[Stored data entries]

- Opening Delimiter -

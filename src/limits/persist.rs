//! Configuration Store
//!
//! Flat key→integer persistence behind the limit store. Keys have the form
//! `enchantment-limits.<id>`; every save is a set followed by a flush.

use std::collections::BTreeMap;
use std::fmt;
use std::fs;
use std::path::{Path, PathBuf};
use std::sync::{Arc, RwLock};

use tracing::{debug, warn};

use crate::error::PersistenceError;

/// Section under which limits are stored
pub const LIMITS_SECTION: &str = "enchantment-limits";

/// Full configuration key for an enchantment key
pub fn limit_key(enchantment: &str) -> String {
    format!("{}.{}", LIMITS_SECTION, enchantment)
}

/// External key→integer store
pub trait ConfigStore: fmt::Debug + Send {
    /// Read every stored key
    fn load(&mut self) -> Result<BTreeMap<String, i64>, PersistenceError>;

    /// Set (or with `None`, clear) one key and flush it
    fn save(&mut self, key: &str, value: Option<i64>) -> Result<(), PersistenceError>;
}

/// TOML file store: `a.b = n` is written as `n` under table `[a]`
///
/// A `save` before any `load` reads the file first, so existing keys survive.
#[derive(Debug)]
pub struct TomlFileStore {
    path: PathBuf,
    document: Option<toml::Table>,
}

impl TomlFileStore {
    pub fn new<P: AsRef<Path>>(path: P) -> Self {
        Self {
            path: path.as_ref().to_path_buf(),
            document: None,
        }
    }

    pub fn path(&self) -> &Path {
        &self.path
    }

    fn display_path(&self) -> String {
        self.path.display().to_string()
    }

    fn io_error(&self, source: std::io::Error) -> PersistenceError {
        PersistenceError::Io {
            path: self.display_path(),
            source,
        }
    }

    /// Write via a sibling temp file and rename, so the old file survives a failed write
    fn write_atomically(&self, content: &str) -> Result<(), PersistenceError> {
        if let Some(parent) = self.path.parent().filter(|p| !p.as_os_str().is_empty()) {
            fs::create_dir_all(parent).map_err(|e| self.io_error(e))?;
        }
        let mut tmp = self.path.clone().into_os_string();
        tmp.push(".tmp");
        let tmp = PathBuf::from(tmp);
        fs::write(&tmp, content).map_err(|e| self.io_error(e))?;
        fs::rename(&tmp, &self.path).map_err(|e| {
            let _ = fs::remove_file(&tmp);
            self.io_error(e)
        })
    }
}

impl ConfigStore for TomlFileStore {
    fn load(&mut self) -> Result<BTreeMap<String, i64>, PersistenceError> {
        if !self.path.exists() {
            debug!(path = %self.display_path(), "limits file not found, starting empty");
            self.document = Some(toml::Table::new());
            return Ok(BTreeMap::new());
        }

        let content = fs::read_to_string(&self.path).map_err(|e| self.io_error(e))?;
        let document: toml::Table =
            toml::from_str(&content).map_err(|e| PersistenceError::Malformed {
                path: self.display_path(),
                reason: e.to_string(),
            })?;

        let mut flat = BTreeMap::new();
        for (key, value) in &document {
            match value {
                toml::Value::Integer(n) => {
                    flat.insert(key.clone(), *n);
                }
                toml::Value::Table(table) => {
                    for (sub, value) in table {
                        match value.as_integer() {
                            Some(n) => {
                                flat.insert(format!("{}.{}", key, sub), n);
                            }
                            None => warn!(key = %key, entry = %sub, "ignoring non-integer value"),
                        }
                    }
                }
                _ => warn!(key = %key, "ignoring non-integer value"),
            }
        }

        self.document = Some(document);
        Ok(flat)
    }

    fn save(&mut self, key: &str, value: Option<i64>) -> Result<(), PersistenceError> {
        if self.document.is_none() {
            self.load()?;
        }
        let mut document = self.document.clone().unwrap_or_default();

        match key.split_once('.') {
            Some((section, sub)) => {
                let entry = document
                    .entry(section.to_string())
                    .or_insert(toml::Value::Table(toml::Table::new()));
                let table = entry.as_table_mut().ok_or_else(|| PersistenceError::Malformed {
                    path: self.display_path(),
                    reason: format!("`{}` is not a table", section),
                })?;
                match value {
                    Some(n) => {
                        table.insert(sub.to_string(), toml::Value::Integer(n));
                    }
                    None => {
                        table.remove(sub);
                    }
                }
            }
            None => match value {
                Some(n) => {
                    document.insert(key.to_string(), toml::Value::Integer(n));
                }
                None => {
                    document.remove(key);
                }
            },
        }

        let content = toml::to_string(&document)
            .map_err(|e| PersistenceError::Rejected(e.to_string()))?;
        self.write_atomically(&content)?;

        // Only adopt the new document once it is on disk
        self.document = Some(document);
        Ok(())
    }
}

#[derive(Debug, Default)]
struct MemoryState {
    values: BTreeMap<String, i64>,
    reject_writes: bool,
}

/// In-memory store; clones share the same contents
#[derive(Debug, Clone, Default)]
pub struct MemoryStore {
    state: Arc<RwLock<MemoryState>>,
}

impl MemoryStore {
    pub fn new() -> Self {
        Self::default()
    }

    /// Pre-populate with flat entries
    pub fn with_values<I, K>(values: I) -> Self
    where
        I: IntoIterator<Item = (K, i64)>,
        K: Into<String>,
    {
        let store = Self::new();
        {
            let mut state = store.state.write().unwrap_or_else(|e| e.into_inner());
            state.values = values.into_iter().map(|(k, v)| (k.into(), v)).collect();
        }
        store
    }

    /// Make every subsequent `save` fail (or succeed again)
    pub fn set_reject_writes(&self, reject: bool) {
        self.state
            .write()
            .unwrap_or_else(|e| e.into_inner())
            .reject_writes = reject;
    }

    /// Current persisted value of a key
    pub fn value(&self, key: &str) -> Option<i64> {
        self.state
            .read()
            .unwrap_or_else(|e| e.into_inner())
            .values
            .get(key)
            .copied()
    }
}

impl ConfigStore for MemoryStore {
    fn load(&mut self) -> Result<BTreeMap<String, i64>, PersistenceError> {
        Ok(self
            .state
            .read()
            .unwrap_or_else(|e| e.into_inner())
            .values
            .clone())
    }

    fn save(&mut self, key: &str, value: Option<i64>) -> Result<(), PersistenceError> {
        let mut state = self.state.write().unwrap_or_else(|e| e.into_inner());
        if state.reject_writes {
            return Err(PersistenceError::Rejected(format!("store is read-only ({})", key)));
        }
        match value {
            Some(n) => state.values.insert(key.to_string(), n),
            None => state.values.remove(key),
        };
        Ok(())
    }
}
// Configuration File Support
//
// This module provides configuration file parsing for enchlimit.
// Supports TOML format with environment variable overrides.
// Configuration files are loaded from XDG config directory: ~/.config/enchlimit/config.toml

use anyhow::{Context, Result};
use serde::{Deserialize, Serialize};
use std::fs;
use std::path::{Path, PathBuf};

/// Name of the limits file when `[store] path` is not set
pub const DEFAULT_LIMITS_FILE: &str = "limits.toml";

/// Main configuration structure
#[derive(Debug, Clone, Serialize, Deserialize, PartialEq, Default)]
#[serde(default)]
pub struct Config {
    /// Logging configuration
    pub logging: LoggingConfig,

    /// Limit store configuration
    pub store: StoreConfig,

    /// Text command configuration
    pub command: CommandConfig,
}

/// Logging configuration
#[derive(Debug, Clone, Serialize, Deserialize, PartialEq)]
#[serde(default)]
pub struct LoggingConfig {
    /// Log level (trace, debug, info, warn, error)
    pub level: String,

    /// Log format (json, pretty, compact)
    pub format: String,
}

impl Default for LoggingConfig {
    fn default() -> Self {
        Self {
            level: "info".to_string(),
            format: "compact".to_string(),
        }
    }
}

/// Limit store configuration
#[derive(Debug, Clone, Serialize, Deserialize, PartialEq, Default)]
#[serde(default)]
pub struct StoreConfig {
    /// Path of the limits file; defaults to `limits.toml` next to the config file
    pub path: Option<PathBuf>,
}

/// Text command configuration
#[derive(Debug, Clone, Serialize, Deserialize, PartialEq)]
#[serde(default)]
pub struct CommandConfig {
    /// Command label shown in usage messages
    pub label: String,

    /// Permission node required of players
    pub permission: String,
}

impl Default for CommandConfig {
    fn default() -> Self {
        Self {
            label: "enchlimit".to_string(),
            permission: "enchlimit.admin".to_string(),
        }
    }
}

impl Config {
    /// Load configuration from the default XDG config directory
    ///
    /// # Errors
    ///
    /// Returns an error if the config file exists but cannot be parsed.
    /// If the config file does not exist, returns default configuration.
    pub fn load() -> Result<Self> {
        let config_path = Self::config_path();
        Self::load_from_path(&config_path)
    }

    /// Load configuration from a specific path
    ///
    /// A relative `[store] path` is resolved against the config file's
    /// directory.
    ///
    /// # Errors
    ///
    /// Returns an error if the config file exists but cannot be parsed, or if
    /// the resulting configuration is invalid.
    pub fn load_from_path<P: AsRef<Path>>(path: P) -> Result<Self> {
        let path = path.as_ref();

        let mut config = if path.exists() {
            let content = fs::read_to_string(path)
                .with_context(|| format!("Failed to read config file from {:?}", path))?;
            let config: Config = toml::from_str(&content)
                .with_context(|| format!("Failed to parse config file from {:?}", path))?;
            tracing::info!("Loaded configuration from {:?}", path);
            config
        } else {
            tracing::debug!("Config file not found at {:?}, using defaults", path);
            Self::default()
        };

        let base = path.parent().unwrap_or_else(|| Path::new("."));
        config.store.path = Some(match config.store.path.take() {
            Some(p) if p.is_relative() => base.join(p),
            Some(p) => p,
            None => base.join(DEFAULT_LIMITS_FILE),
        });

        let config = config.apply_env_overrides();
        config.validate()?;
        Ok(config)
    }

    /// Get the default configuration file path
    ///
    /// Returns `~/.config/enchlimit/config.toml` on Linux
    pub fn config_path() -> PathBuf {
        if let Some(proj_dirs) = directories::ProjectDirs::from("com", "enchlimit", "EnchLimit") {
            proj_dirs.config_dir().join("config.toml")
        } else {
            // Fallback if XDG dirs cannot be determined
            let home = std::env::var("HOME").unwrap_or_else(|_| ".".to_string());
            PathBuf::from(home)
                .join(".config")
                .join("enchlimit")
                .join("config.toml")
        }
    }

    /// Location of the limits file
    pub fn limits_path(&self) -> PathBuf {
        self.store
            .path
            .clone()
            .unwrap_or_else(|| PathBuf::from(DEFAULT_LIMITS_FILE))
    }

    /// Apply environment variable overrides to the configuration
    ///
    /// Environment variables take precedence over config file values:
    /// - ENCHLIMIT_LOG_LEVEL
    /// - ENCHLIMIT_LOG_FORMAT
    /// - ENCHLIMIT_STORE_PATH
    /// - ENCHLIMIT_PERMISSION
    fn apply_env_overrides(mut self) -> Self {
        if let Ok(level) = std::env::var("ENCHLIMIT_LOG_LEVEL") {
            self.logging.level = level;
        }
        if let Ok(format) = std::env::var("ENCHLIMIT_LOG_FORMAT") {
            self.logging.format = format;
        }
        if let Ok(path) = std::env::var("ENCHLIMIT_STORE_PATH") {
            if !path.is_empty() {
                self.store.path = Some(PathBuf::from(path));
            }
        }
        if let Ok(permission) = std::env::var("ENCHLIMIT_PERMISSION") {
            self.command.permission = permission;
        }
        self
    }

    /// Validate the configuration
    ///
    /// # Errors
    ///
    /// Returns an error if the configuration is invalid.
    pub fn validate(&self) -> Result<()> {
        match self.logging.level.to_lowercase().as_str() {
            "trace" | "debug" | "info" | "warn" | "error" => {}
            _ => anyhow::bail!(
                "Invalid log level: {}. Must be one of: trace, debug, info, warn, error",
                self.logging.level
            ),
        }

        match self.logging.format.to_lowercase().as_str() {
            "json" | "pretty" | "compact" => {}
            _ => anyhow::bail!(
                "Invalid log format: {}. Must be one of: json, pretty, compact",
                self.logging.format
            ),
        }

        if self.command.label.trim().is_empty() {
            anyhow::bail!("Command label must not be empty");
        }
        if self.command.permission.trim().is_empty() {
            anyhow::bail!("Command permission must not be empty");
        }

        Ok(())
    }

    /// Convert log level string to tracing::Level
    pub fn log_level(&self) -> Result<tracing::Level> {
        self.logging
            .level
            .to_lowercase()
            .parse()
            .map_err(|e| anyhow::anyhow!("Failed to parse log level: {}", e))
    }
}
//! Property-Based Tests for the Rule Engine
//!
//! # Properties
//!
//! - **Idempotence**: evaluating a corrected set again changes nothing and
//!   reports nothing
//! - **Stability**: sets already within their limits come back unchanged
//! - **Bounds**: no corrected level exceeds its limit, and no axe keeps Sharpness
//!
//! ```bash
//! cargo test --lib limits::proptests
//! ```

use proptest::prelude::*;

use super::rules::evaluate;
use super::store::{Limit, LimitStore};
use crate::catalog::EnchantmentId;
use crate::item::{ItemCategory, ItemEnchantmentSet};

const KEYS: &[&str] = &["sharpness", "smite", "unbreaking", "efficiency", "mending", "looting"];

fn arb_category() -> impl Strategy<Value = ItemCategory> {
    prop_oneof![Just(ItemCategory::Axe), Just(ItemCategory::Other)]
}

// Distinct keys with levels 1..=10
fn arb_enchantments() -> impl Strategy<Value = ItemEnchantmentSet> {
    prop::collection::vec((0..KEYS.len(), 1u32..=10), 0..6).prop_map(|entries| {
        let mut set = ItemEnchantmentSet::new();
        for (index, level) in entries {
            let id = EnchantmentId::new(KEYS[index]);
            if !set.contains(&id) {
                set.insert(id, level);
            }
        }
        set
    })
}

// Optional limit per key, 0..=8
fn arb_limits() -> impl Strategy<Value = Vec<Option<u32>>> {
    prop::collection::vec(prop::option::of(0u32..=8), KEYS.len())
}

fn build_store(limits: &[Option<u32>]) -> LimitStore {
    let mut store = LimitStore::in_memory();
    for (key, limit) in KEYS.iter().zip(limits) {
        if let Some(limit) = limit {
            store
                .set(&EnchantmentId::new(key), Limit::Max(*limit))
                .expect("in-memory store accepts writes");
        }
    }
    store
}

proptest! {
    #[test]
    fn prop_evaluate_is_idempotent(
        category in arb_category(),
        enchantments in arb_enchantments(),
        limits in arb_limits()
    ) {
        let store = build_store(&limits);
        let first = evaluate(category, &enchantments, &store);
        let second = evaluate(category, &first.corrected, &store);

        prop_assert_eq!(&second.corrected, &first.corrected);
        prop_assert!(second.notifications.is_empty());
    }

    #[test]
    fn prop_within_limits_is_stable(
        enchantments in arb_enchantments(),
        limits in arb_limits()
    ) {
        // Raise every configured limit to at least the level present
        let store = build_store(&limits);
        let mut raised = LimitStore::in_memory();
        for (id, limit) in store.entries() {
            let level = enchantments.level(&id).unwrap_or(0);
            raised.set(&id, Limit::Max(limit.max(level))).unwrap();
        }

        let result = evaluate(ItemCategory::Other, &enchantments, &raised);
        prop_assert_eq!(&result.corrected, &enchantments);
        prop_assert!(result.notifications.is_empty());
    }

    #[test]
    fn prop_corrected_levels_within_bounds(
        category in arb_category(),
        enchantments in arb_enchantments(),
        limits in arb_limits()
    ) {
        let store = build_store(&limits);
        let result = evaluate(category, &enchantments, &store);

        for (id, level) in result.corrected.iter() {
            prop_assert!(level >= 1);
            if let Some(limit) = store.get(id).cap() {
                prop_assert!(level <= limit);
            }
        }
        if category == ItemCategory::Axe {
            prop_assert!(!result.corrected.contains(&EnchantmentId::sharpness()));
        }
        prop_assert!(result.corrected.len() <= enchantments.len());
    }
}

- Closing Delimiter -

TASK ITEM: Go through the records above and count every line that includes "notifications". Give the number and nothing else.

SOLUTION TO THE PROBLEM: 2